use std::sync::Arc;

use rand::seq::SliceRandom;
use sqlx::SqlitePool;

use super::AuditService;
use crate::auth::AuthUser;
use crate::error::{AppError, AppResult, FieldError};
use crate::models::{
    padded_sequence, parse_ids, CostCenter, Employee, EmployeeFilter, EmployeeSelect,
    EmployeeSelectParams, LendingHistory, NewEmployee, Operation, Page, PageParams, Reference,
    ReferenceTable, Role, UpdateEmployee,
};
use crate::repositories::{EmployeeData, EmployeeRepository, LendingRepository, ReferenceRepository};

const ACTIVE_STATUS: &str = "Ativo";

/// Employees and the people reference tables
pub struct PeopleService {
    db: SqlitePool,
    audit: Arc<AuditService>,
}

impl PeopleService {
    pub fn new(db: SqlitePool, audit: Arc<AuditService>) -> Self {
        Self { db, audit }
    }

    pub async fn create_employee(&self, actor: &AuthUser, data: NewEmployee) -> AppResult<Employee> {
        let mut errors = Vec::new();
        if data.code.trim().is_empty() {
            errors.push(FieldError::new("code", "Código é obrigatório"));
        }
        if data.full_name.trim().is_empty() {
            errors.push(FieldError::new("fullName", "Nome é obrigatório"));
        }
        if let Some(existing) = EmployeeRepository::get_by_code_or_taxpayer(
            &self.db,
            &data.code,
            &data.taxpayer_identification,
        )
        .await?
        {
            if existing.code == data.code {
                errors.push(FieldError::new("code", "Colaborador já existe"));
            }
            if existing.taxpayer_identification == data.taxpayer_identification {
                errors.push(FieldError::new("taxpayerIdentification", "Colaborador já existe"));
            }
        }
        AppError::check(errors)?;

        self.check_references(
            data.role_id,
            data.nationality_id,
            data.marital_status_id,
            data.gender_id,
            data.educational_level_id,
        )
        .await?;

        let registration = generate_registration(
            &data.full_name,
            EmployeeRepository::next_id(&self.db).await?,
        );

        let id = EmployeeRepository::create_with_executor(
            &self.db,
            &EmployeeData {
                code: data.code,
                full_name: data.full_name,
                taxpayer_identification: data.taxpayer_identification,
                national_identification: data.national_identification,
                job_position: data.job_position,
                status: ACTIVE_STATUS.to_string(),
                address: data.address,
                cell_phone: data.cell_phone,
                email: data.email,
                birthday: data.birthday,
                manager: data.manager,
                admission_date: data.admission_date,
                registration: Some(registration),
                legal_person: true,
                role_id: data.role_id,
                nationality_id: data.nationality_id,
                marital_status_id: data.marital_status_id,
                gender_id: data.gender_id,
                educational_level_id: data.educational_level_id,
                employer_name: data.employer_name,
                employer_address: data.employer_address,
                employer_number: data.employer_number,
                employer_contract_object: data.employer_contract_object,
                employer_contract_date: data.employer_contract_date,
                employer_end_contract_date: data.employer_end_contract_date,
            },
        )
        .await?;

        self.audit
            .record(Some(actor.id()), "people", "employee", Operation::Create, Some(id))
            .await;
        tracing::info!("Created employee {}", id);

        self.get_employee(id).await
    }

    /// Only locally created (legal person) employees are editable.
    pub async fn update_employee(
        &self,
        actor: &AuthUser,
        id: i64,
        data: UpdateEmployee,
    ) -> AppResult<Employee> {
        let employee = self.get_employee(id).await?;
        if !employee.legal_person {
            return Err(AppError::bad_request("Este colaborador não pode ser editado."));
        }

        self.check_references(
            data.role_id,
            data.nationality_id,
            data.marital_status_id,
            data.gender_id,
            data.educational_level_id,
        )
        .await?;

        let mut stored = EmployeeData::from(&employee);
        macro_rules! apply {
            ($($field:ident),* $(,)?) => {
                $(if data.$field.is_some() { stored.$field = data.$field; })*
            };
        }
        apply!(
            national_identification,
            job_position,
            address,
            cell_phone,
            email,
            birthday,
            manager,
            admission_date,
            role_id,
            nationality_id,
            marital_status_id,
            gender_id,
            educational_level_id,
            employer_name,
            employer_address,
            employer_number,
            employer_contract_object,
            employer_contract_date,
            employer_end_contract_date,
        );
        if let Some(full_name) = data.full_name {
            stored.full_name = full_name;
        }
        if let Some(status) = data.status {
            stored.status = status;
        }

        EmployeeRepository::update_with_executor(&self.db, id, &stored).await?;
        self.audit
            .record(Some(actor.id()), "people", "employee", Operation::Update, Some(id))
            .await;

        self.get_employee(id).await
    }

    pub async fn get_employee(&self, id: i64) -> AppResult<Employee> {
        EmployeeRepository::get_by_id(&self.db, id)
            .await?
            .ok_or_else(|| AppError::not_found("employeeId", "Colaborador não encontrado"))
    }

    pub async fn list_employees(
        &self,
        filter: &EmployeeFilter,
        page: PageParams,
    ) -> AppResult<Page<Employee>> {
        page.validate()?;
        let (items, total) = EmployeeRepository::list(&self.db, filter, page).await?;
        Ok(Page::new(items, total, page))
    }

    pub async fn employees_select(&self, params: &EmployeeSelectParams) -> AppResult<Vec<EmployeeSelect>> {
        let ids = parse_ids(params.ids.as_deref());
        Ok(EmployeeRepository::select(&self.db, &ids, params.search.as_deref()).await?)
    }

    pub async fn lending_history(&self, id: i64) -> AppResult<Vec<LendingHistory>> {
        self.get_employee(id).await?;
        Ok(LendingRepository::history(&self.db, None, Some(id)).await?)
    }

    pub async fn list_references(
        &self,
        table: ReferenceTable,
        search: Option<&str>,
    ) -> AppResult<Vec<Reference>> {
        Ok(ReferenceRepository::list(&self.db, table, search).await?)
    }

    pub async fn list_cost_centers(&self, search: Option<&str>) -> AppResult<Vec<CostCenter>> {
        Ok(ReferenceRepository::list_cost_centers(&self.db, search).await?)
    }

    pub async fn list_roles(&self, search: Option<&str>) -> AppResult<Vec<Role>> {
        Ok(ReferenceRepository::list_roles(&self.db, search).await?)
    }

    async fn check_references(
        &self,
        role_id: Option<i64>,
        nationality_id: Option<i64>,
        marital_status_id: Option<i64>,
        gender_id: Option<i64>,
        educational_level_id: Option<i64>,
    ) -> AppResult<()> {
        let mut errors = Vec::new();

        if let Some(id) = role_id {
            if !ReferenceRepository::role_exists(&self.db, id).await? {
                errors.push(FieldError::new("roleId", "Cargo não encontrado"));
            }
        }

        let references = [
            (nationality_id, ReferenceTable::Nationality, "nationalityId", "Nacionalidade não encontrada"),
            (marital_status_id, ReferenceTable::MaritalStatus, "maritalStatusId", "Estado civil não encontrado"),
            (gender_id, ReferenceTable::Gender, "genderId", "Gênero não encontrado"),
            (educational_level_id, ReferenceTable::EducationalLevel, "educationalLevelId", "Nível educacional não encontrado"),
        ];
        for (id, table, field, message) in references {
            if let Some(id) = id {
                if !ReferenceRepository::exists(&self.db, table, id).await? {
                    errors.push(FieldError::new(field, message));
                }
            }
        }

        AppError::check(errors)
    }
}

/// Three random letters of the name followed by the padded next id.
fn generate_registration(full_name: &str, next_id: i64) -> String {
    let letters: Vec<char> = full_name.chars().filter(|c| !c.is_whitespace()).collect();
    let mut rng = rand::thread_rng();
    let prefix: String = (0..3)
        .filter_map(|_| letters.choose(&mut rng))
        .collect();
    format!("{}{}", prefix, padded_sequence(next_id))
}

#[cfg(test)]
mod tests {
    use super::*;
    use crate::testing::{test_pool, Fixtures};

    async fn service() -> (PeopleService, SqlitePool, AuthUser) {
        let pool = test_pool().await;
        let audit = Arc::new(AuditService::new(pool.clone()));
        let actor = Fixtures::staff(&pool).await;
        (PeopleService::new(pool.clone(), audit), pool, actor)
    }

    fn new_employee(code: &str, taxpayer: &str) -> NewEmployee {
        NewEmployee {
            code: code.into(),
            full_name: "Bruna Costa".into(),
            taxpayer_identification: taxpayer.into(),
            ..Default::default()
        }
    }

    #[test]
    fn test_generate_registration() {
        let registration = generate_registration("Ana Lu", 12);
        assert_eq!(registration.len(), 3 + 14);
        assert!(registration[..3].chars().all(|c| "AnaLu".contains(c)));
        assert!(registration.ends_with("00000000000012"));
    }

    #[tokio::test]
    async fn test_create_employee() {
        let (service, _pool, actor) = service().await;
        let employee = service
            .create_employee(&actor, new_employee("C001", "111.111.111-11"))
            .await
            .unwrap();

        assert!(employee.legal_person);
        assert_eq!(employee.status, "Ativo");
        assert!(employee.registration.is_some());

        let duplicate = service
            .create_employee(&actor, new_employee("C001", "111.111.111-11"))
            .await;
        match duplicate {
            Err(AppError::Validation(errors)) => {
                assert_eq!(errors.len(), 2);
                assert!(errors.iter().all(|e| e.error == "Colaborador já existe"));
            }
            other => panic!("unexpected result: {other:?}"),
        }

        let mut bad_refs = new_employee("C002", "222");
        bad_refs.gender_id = Some(42);
        assert!(matches!(
            service.create_employee(&actor, bad_refs).await,
            Err(AppError::Validation(errors)) if errors[0].field == "genderId"
        ));
    }

    #[tokio::test]
    async fn test_update_only_legal_person() {
        let (service, pool, actor) = service().await;
        let erp_employee = Fixtures::employee(&pool, "000400", "Erp Person").await;

        let err = service
            .update_employee(&actor, erp_employee, UpdateEmployee::default())
            .await
            .unwrap_err();
        assert!(matches!(err, AppError::BadRequest(_)));

        let local = service
            .create_employee(&actor, new_employee("C010", "333"))
            .await
            .unwrap();
        let updated = service
            .update_employee(
                &actor,
                local.id,
                UpdateEmployee {
                    job_position: Some("Analista".into()),
                    status: Some("Desligado".into()),
                    ..Default::default()
                },
            )
            .await
            .unwrap();
        assert_eq!(updated.job_position.as_deref(), Some("Analista"));
        assert_eq!(updated.status, "Desligado");
        assert_eq!(updated.full_name, "Bruna Costa");
    }

    #[tokio::test]
    async fn test_get_missing_employee() {
        let (service, _pool, _actor) = service().await;
        match service.get_employee(404).await {
            Err(AppError::NotFound(e)) => {
                assert_eq!(e.field, "employeeId");
                assert_eq!(e.error, "Colaborador não encontrado");
            }
            other => panic!("unexpected result: {other:?}"),
        }
    }
}
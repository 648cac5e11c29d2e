use std::collections::BTreeMap;

use chrono::NaiveDate;

use crate::models::{
    AssetGroupRecord, AssetRecord, CodeDescriptionRecord, CostCenterRecord, EmployeeRecord,
    RoleRecord,
};

/// A raw ERP row: upper-case column name to its textual value.
#[derive(Debug, Clone, Default)]
pub struct Record(BTreeMap<String, String>);

impl Record {
    pub fn new() -> Self {
        Self::default()
    }

    pub fn with(mut self, column: &str, value: impl Into<String>) -> Self {
        self.insert(column, value);
        self
    }

    pub fn insert(&mut self, column: &str, value: impl Into<String>) {
        self.0.insert(column.to_string(), value.into());
    }

    /// Trimmed value of a column; empty strings read as missing.
    pub fn text(&self, column: &str) -> Option<String> {
        self.0
            .get(column)
            .map(|v| v.trim())
            .filter(|v| !v.is_empty())
            .map(str::to_string)
    }

    fn text_or_empty(&self, column: &str) -> String {
        self.text(column).unwrap_or_default()
    }

    fn date(&self, column: &str) -> Option<NaiveDate> {
        self.text(column).as_deref().and_then(parse_erp_date)
    }

    fn decimal(&self, column: &str) -> Option<f64> {
        self.text(column).as_deref().and_then(parse_decimal)
    }

    fn flag(&self, column: &str) -> bool {
        matches!(
            self.text(column).as_deref(),
            Some("1") | Some("true") | Some("TRUE")
        )
    }
}

/// Parse an ERP number that may use a comma as decimal separator.
///
/// `"1234,56"` and `"1.234,56"` both read as `1234.56`; `"1234.56"` is
/// accepted as is.
pub fn parse_decimal(value: &str) -> Option<f64> {
    let value = value.trim();
    let normalized = if value.contains(',') {
        value.replace('.', "").replace(',', ".")
    } else {
        value.to_string()
    };
    normalized.parse().ok()
}

/// Parse `YYYY-MM-DD`, ignoring any trailing time part.
pub fn parse_erp_date(value: &str) -> Option<NaiveDate> {
    let date_part = value.trim().get(..10)?;
    NaiveDate::parse_from_str(date_part, "%Y-%m-%d").ok()
}

pub(crate) fn cost_center(record: &Record) -> Option<CostCenterRecord> {
    Some(CostCenterRecord {
        code: record.text("CODREDUZIDO")?,
        name: record.text_or_empty("NOME"),
        classification: record.text("DESCRICAO"),
    })
}

pub(crate) fn asset_group(record: &Record) -> Option<AssetGroupRecord> {
    Some(AssetGroupRecord {
        code: record.text("IDGRUPOPATRIMONIO")?,
        group_code: record.text("CODGRUPOPATRIMONIO"),
        name: record.text_or_empty("DESCRICAO"),
    })
}

pub(crate) fn code_description(record: &Record) -> Option<CodeDescriptionRecord> {
    Some(CodeDescriptionRecord {
        code: record.text("CODINTERNO")?,
        description: record.text_or_empty("DESCRICAO"),
    })
}

pub(crate) fn role(record: &Record) -> Option<RoleRecord> {
    Some(RoleRecord {
        code: record.text("CODIGO")?,
        name: record.text_or_empty("NOME"),
    })
}

pub(crate) fn asset(record: &Record) -> Option<AssetRecord> {
    Some(AssetRecord {
        code: record.text("IDPATRIMONIO")?,
        group: record.text("TIPO"),
        cost_center: record.text("CENTROCUSTO"),
        register_number: record.text("PATRIMONIO"),
        description: record.text_or_empty("DESCRICAO"),
        supplier: record.text("FORNECEDOR"),
        invoice_number: record.text("NOTA"),
        assurance_date: record.date("GARANTIA"),
        acquisition_date: record.date("DATAAQUISICAO"),
        observations: record.text("OBSERVACOES"),
        pattern: record.text("PADRAOEQUIP"),
        operational_system: record.text("SISTEMAOPERACIONAL"),
        serial_number: record.text("SERIE"),
        imei: record.text("IMEI"),
        value: record.decimal("VALORBASE"),
        depreciation: record.decimal("DEPRECIACAO"),
        ms_office: record.text("PACOTEOFFICE").as_deref() == Some("SIM"),
        active: record.flag("ATIVO"),
        quantity: record.decimal("QUANTIDADE").map(|q| q.round() as i64),
        unit: record.text("UNIDADE"),
        line_number: record.text("LINHA"),
        operator: record.text("OPERADORA"),
        accessories: record.text("ACESSORIOS"),
    })
}

pub(crate) fn employee(record: &Record) -> Option<EmployeeRecord> {
    let country = record
        .text_or_empty("PAIS")
        .replace([':', '.'], "");
    let address = [
        record.text_or_empty("RUA"),
        record.text_or_empty("NUMERO"),
        record.text_or_empty("COMPLEMENTO"),
        record.text_or_empty("BAIRRO"),
        record.text_or_empty("CIDADE"),
        record.text_or_empty("ESTADO"),
        country,
        record.text_or_empty("CEP"),
    ]
    .join(";");

    Some(EmployeeRecord {
        code: record.text("CODIGO")?,
        full_name: record.text_or_empty("NOME"),
        birthday: record.date("DTNASCIMENTO"),
        taxpayer_identification: record.text_or_empty("CPF"),
        national_identification: record.text("CARTIDENTIDADE"),
        marital_status: record.text("CIVIL"),
        nationality: record.text("NACIONALIDADE"),
        gender: record.text("SEXO"),
        role: record.text("CARGO"),
        status: record.text("SITUACAO"),
        address,
        cell_phone: record.text("TELEFONE1"),
        email: record.text("EMAIL"),
        admission_date: record.date("ADMISSAO"),
        registration: record.text("MATRICULA"),
        educational_level: record.text("ESCOLARIDADE"),
    })
}
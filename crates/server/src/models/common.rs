use chrono::{NaiveDate, Utc};
use chrono_tz::Tz;
use serde::{Deserialize, Serialize};
use utoipa::{IntoParams, ToSchema};

use crate::error::{AppError, AppResult};

/// Default page size
pub const PAGINATION_NUMBER: i64 = 15;
/// Largest page size a client may request
pub const MAX_PAGINATION_NUMBER: i64 = 100;
/// Largest page number a client may request
pub const MAX_PAGE: i64 = 1_000_000;

/// Dates rendered for humans (lending history)
pub const DEFAULT_DATE_FORMAT: &str = "%d/%m/%Y";

fn default_page() -> i64 {
    1
}

fn default_size() -> i64 {
    PAGINATION_NUMBER
}

/// Page selection query parameters
#[derive(Debug, Clone, Copy, Deserialize, IntoParams)]
pub struct PageParams {
    /// Page number, starting at 1
    #[serde(default = "default_page")]
    pub page: i64,
    /// Page size (1-100, default 15)
    #[serde(default = "default_size")]
    pub size: i64,
}

impl Default for PageParams {
    fn default() -> Self {
        Self {
            page: default_page(),
            size: default_size(),
        }
    }
}

impl PageParams {
    pub fn new(page: i64, size: i64) -> Self {
        Self { page, size }
    }

    pub fn validate(&self) -> AppResult<()> {
        let mut errors = Vec::new();
        if self.page < 1 {
            errors.push(crate::error::FieldError::new(
                "page",
                "Deve ser maior ou igual a 1",
            ));
        } else if self.page > MAX_PAGE {
            errors.push(crate::error::FieldError::new(
                "page",
                format!("Deve ser menor ou igual a {}", MAX_PAGE),
            ));
        }
        if !(1..=MAX_PAGINATION_NUMBER).contains(&self.size) {
            errors.push(crate::error::FieldError::new(
                "size",
                format!("Deve estar entre 1 e {}", MAX_PAGINATION_NUMBER),
            ));
        }
        AppError::check(errors)
    }

    pub fn limit(&self) -> i64 {
        self.size
    }

    pub fn offset(&self) -> i64 {
        self.page
            .saturating_sub(1)
            .max(0)
            .saturating_mul(self.size.max(0))
    }
}

/// A page of results
#[derive(Debug, Clone, Serialize, ToSchema)]
pub struct Page<T> {
    pub items: Vec<T>,
    pub total: i64,
    pub page: i64,
    pub size: i64,
    pub pages: i64,
}

impl<T> Page<T> {
    pub fn new(items: Vec<T>, total: i64, params: PageParams) -> Self {
        let pages = if total == 0 {
            0
        } else {
            (total + params.size - 1) / params.size
        };

        Self {
            items,
            total,
            page: params.page,
            size: params.size,
            pages,
        }
    }
}

/// Fixed catalogue entry (statuses, workloads, actions)
#[derive(Debug, Clone, PartialEq, Eq, Serialize, Deserialize, sqlx::FromRow, ToSchema)]
pub struct CatalogItem {
    pub id: i64,
    pub name: String,
}

/// Case-insensitive `search` filter for small lists
#[derive(Debug, Default, Deserialize, IntoParams)]
pub struct SearchParams {
    pub search: Option<String>,
}

/// Plain message response
#[derive(Debug, Clone, Serialize, Deserialize, ToSchema)]
pub struct MessageResponse {
    pub message: String,
}

impl MessageResponse {
    pub fn new(message: impl Into<String>) -> Self {
        Self {
            message: message.into(),
        }
    }
}

/// Calendar date right now in `timezone`.
pub fn today(timezone: Tz) -> NaiveDate {
    Utc::now().with_timezone(&timezone).date_naive()
}

/// `%term%` for LIKE comparisons, or None for blank input.
pub fn like_pattern(term: Option<&str>) -> Option<String> {
    term.map(str::trim)
        .filter(|t| !t.is_empty())
        .map(|t| format!("%{}%", t))
}

/// Zero-padded sequence number used for generated registrations and
/// register numbers. The width shrinks as the number grows.
pub fn padded_sequence(n: i64) -> String {
    let digits = n.to_string();
    let width = 16usize.saturating_sub(digits.len());
    format!("{:0>width$}", digits, width = width)
}

#[cfg(test)]
mod tests {
    use super::*;

    #[test]
    fn test_padded_sequence() {
        assert_eq!(padded_sequence(7), "000000000000007");
        assert_eq!(padded_sequence(1234), "000000001234");
    }

    #[test]
    fn test_page_math() {
        let params = PageParams::new(2, 15);
        assert_eq!(params.offset(), 15);

        let page: Page<i32> = Page::new(vec![], 31, params);
        assert_eq!(page.pages, 3);

        let empty: Page<i32> = Page::new(vec![], 0, PageParams::default());
        assert_eq!(empty.pages, 0);
    }

    #[test]
    fn test_page_validation() {
        assert!(PageParams::new(1, 100).validate().is_ok());
        assert!(PageParams::new(0, 15).validate().is_err());
        assert!(PageParams::new(1, 101).validate().is_err());
        assert!(PageParams::new(1, 0).validate().is_err());
        assert!(PageParams::new(MAX_PAGE, 100).validate().is_ok());
        assert!(PageParams::new(MAX_PAGE + 1, 15).validate().is_err());
    }

    #[test]
    fn test_offset_does_not_overflow() {
        let params = PageParams::new(i64::MAX, 15);
        assert_eq!(params.offset(), i64::MAX);
        assert_eq!(PageParams::new(i64::MIN, 15).offset(), 0);
    }

    #[test]
    fn test_like_pattern() {
        assert_eq!(like_pattern(Some(" note ")), Some("%note%".to_string()));
        assert_eq!(like_pattern(Some("  ")), None);
        assert_eq!(like_pattern(None), None);
    }
}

..............................

> [Instructions to follow]
Filter the records above down to the lines that hold the string "EmployeeSelectParams".

> [Response below]
    EmployeeSelectParams, LendingHistory, NewEmployee, Operation, Page, PageParams, Reference,
    pub async fn employees_select(&self, params: &EmployeeSelectParams) -> AppResult<Vec<EmployeeSelect>> {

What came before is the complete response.